Wednesday, August 25, 2004

Woman jailed for treating addiction

I don't get the logic here. You have a woman who is addicted to Oxycotin to the point where she is charged with child abuse (I assume for neglect of some kind) and the judge orders her notto go to rehab because I guess he wants to punish her by taking away her methadone treatments?

When she appears in imminent danger of succumbing to addiction again, her doctor advises her to go back on the methadone therapy. She takes the doctor's advice and the judge puts her in jail for violating her probation. Keep in mind she was only charged with drug possession in the first place and she got in trouble because she was an addict. So she's sentenced to three years for trying to kick the habit with an accepted medical intervention?

The hell of it is that this is apparently not uncommon.

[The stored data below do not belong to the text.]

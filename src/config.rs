// =============================================================================
// CONFIGURATION - Load settings from config.toml
// =============================================================================
//
// Every section is optional; missing keys fall back to defaults.

use anyhow::{Context, Result};
use ash::vk;
use serde::Deserialize;
use std::path::Path;

/// Root configuration structure
#[derive(Debug, Clone, Deserialize, Default)]
#[serde(default)]
pub struct Config {
    pub window: WindowConfig,
    pub graphics: GraphicsConfig,
    pub debug: DebugConfig,
}

/// Window settings
#[derive(Debug, Clone, Deserialize)]
#[serde(default)]
pub struct WindowConfig {
    pub title: String,
    pub width: u32,
    pub height: u32,
    pub fullscreen: bool,
}

impl Default for WindowConfig {
    fn default() -> Self {
        Self {
            title: "swapframe".to_string(),
            width: 1280,
            height: 720,
            fullscreen: false,
        }
    }
}

/// Graphics settings
#[derive(Debug, Clone, Deserialize)]
#[serde(default)]
pub struct GraphicsConfig {
    /// Preferred present mode; FIFO is used when the surface lacks it
    pub present_mode: String,
    pub max_frames_in_flight: usize,
    pub msaa: bool,
    pub depth: bool,
    pub clear_color: [f32; 4],
}

impl Default for GraphicsConfig {
    fn default() -> Self {
        Self {
            present_mode: "mailbox".to_string(),
            max_frames_in_flight: 2,
            msaa: true,
            depth: true,
            clear_color: [0.02, 0.02, 0.05, 1.0],
        }
    }
}

/// Debug settings
#[derive(Debug, Clone, Deserialize)]
#[serde(default)]
pub struct DebugConfig {
    /// Only honoured in debug builds
    pub validation_layers: bool,
}

impl Default for DebugConfig {
    fn default() -> Self {
        Self {
            validation_layers: true,
        }
    }
}

impl Config {
    /// Load configuration from file, falling back to defaults if not found
    pub fn load() -> Self {
        Self::load_from_path("config.toml").unwrap_or_else(|e| {
            log::warn!("Failed to load config.toml: {:#}. Using defaults.", e);
            Config::default()
        })
    }

    /// Load configuration from a specific path
    pub fn load_from_path<P: AsRef<Path>>(path: P) -> Result<Self> {
        let path = path.as_ref();

        if !path.exists() {
            log::info!("Config file not found at {:?}, using defaults", path);
            return Ok(Config::default());
        }

        let content = std::fs::read_to_string(path)
            .with_context(|| format!("Failed to read config file: {:?}", path))?;

        let config = Self::parse(&content)
            .with_context(|| format!("Failed to parse config file: {:?}", path))?;

        log::info!("Loaded configuration from {:?}", path);
        log::debug!("Config: {:?}", config);

        Ok(config)
    }

    pub fn parse(content: &str) -> Result<Self> {
        let config: Config = toml::from_str(content)?;
        Ok(config)
    }

    /// Get present mode as Vulkan enum
    pub fn present_mode(&self) -> vk::PresentModeKHR {
        match self.graphics.present_mode.to_lowercase().as_str() {
            "immediate" => vk::PresentModeKHR::IMMEDIATE,
            "mailbox" => vk::PresentModeKHR::MAILBOX,
            "fifo" => vk::PresentModeKHR::FIFO,
            "fifo_relaxed" => vk::PresentModeKHR::FIFO_RELAXED,
            _ => {
                log::warn!(
                    "Unknown present mode '{}', defaulting to MAILBOX",
                    self.graphics.present_mode
                );
                vk::PresentModeKHR::MAILBOX
            }
        }
    }

    /// Number of in-flight frame slots, never zero
    pub fn max_frames_in_flight(&self) -> usize {
        self.graphics.max_frames_in_flight.max(1)
    }

    /// Validation is only ever enabled in debug builds
    pub fn validation_enabled(&self) -> bool {
        cfg!(debug_assertions) && self.debug.validation_layers
    }
}

#[cfg(test)]
mod tests {
    use super::*;

    #[test]
    fn empty_document_uses_defaults() {
        let config = Config::parse("").unwrap();
        assert_eq!(config.window.width, 1280);
        assert_eq!(config.max_frames_in_flight(), 2);
        assert_eq!(config.present_mode(), vk::PresentModeKHR::MAILBOX);
        assert!(config.graphics.msaa);
    }

    #[test]
    fn partial_sections_keep_other_defaults() {
        let config = Config::parse(
            r#"
            [window]
            title = "quads"

            [graphics]
            present_mode = "FIFO"
            max_frames_in_flight = 3
            "#,
        )
        .unwrap();

        assert_eq!(config.window.title, "quads");
        assert_eq!(config.window.height, 720);
        assert_eq!(config.present_mode(), vk::PresentModeKHR::FIFO);
        assert_eq!(config.max_frames_in_flight(), 3);
        assert!(config.graphics.depth);
    }

    #[test]
    fn unknown_present_mode_falls_back_to_mailbox() {
        let mut config = Config::default();
        config.graphics.present_mode = "vsync-please".into();
        assert_eq!(config.present_mode(), vk::PresentModeKHR::MAILBOX);
    }

    #[test]
    fn zero_frames_in_flight_is_clamped() {
        let config = Config::parse("[graphics]\nmax_frames_in_flight = 0\n").unwrap();
        assert_eq!(config.max_frames_in_flight(), 1);
    }

    #[test]
    fn malformed_toml_is_an_error() {
        assert!(Config::parse("[window\nwidth = ").is_err());
    }

    #[test]
    fn missing_file_yields_defaults() {
        let config = Config::load_from_path("definitely/not/here.toml").unwrap();
        assert_eq!(config.window.title, "swapframe");
    }
}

Mark Parrino, president of the American Association for the Treatment of Opioid Dependence, said it's wrong for methadone patients to be sent to prison for a treatment that is aimed at helping them beat their addiction. "Despite the fact that the federal government has spent millions in research to determine that methadone is the gold standard for treating opioid dependence, you still have what I would call unenlightened and misinformed representatives of the law-enforcement community," Parrino said.

Unenlightened is an understatement. I call it Neanderthal. What are these people thinking?

Meanwhile the most enlightened community in this hemisphere, Vancouver, is beginning a pilot project looking at treatment options for opiate addictions. In the first North American study of its kind, "88 heroin-addicted individuals will receive prescribed heroin in combination with methadone, while 70 other heroin users will receive methadone only. Outcomes for both groups will be tracked and compared."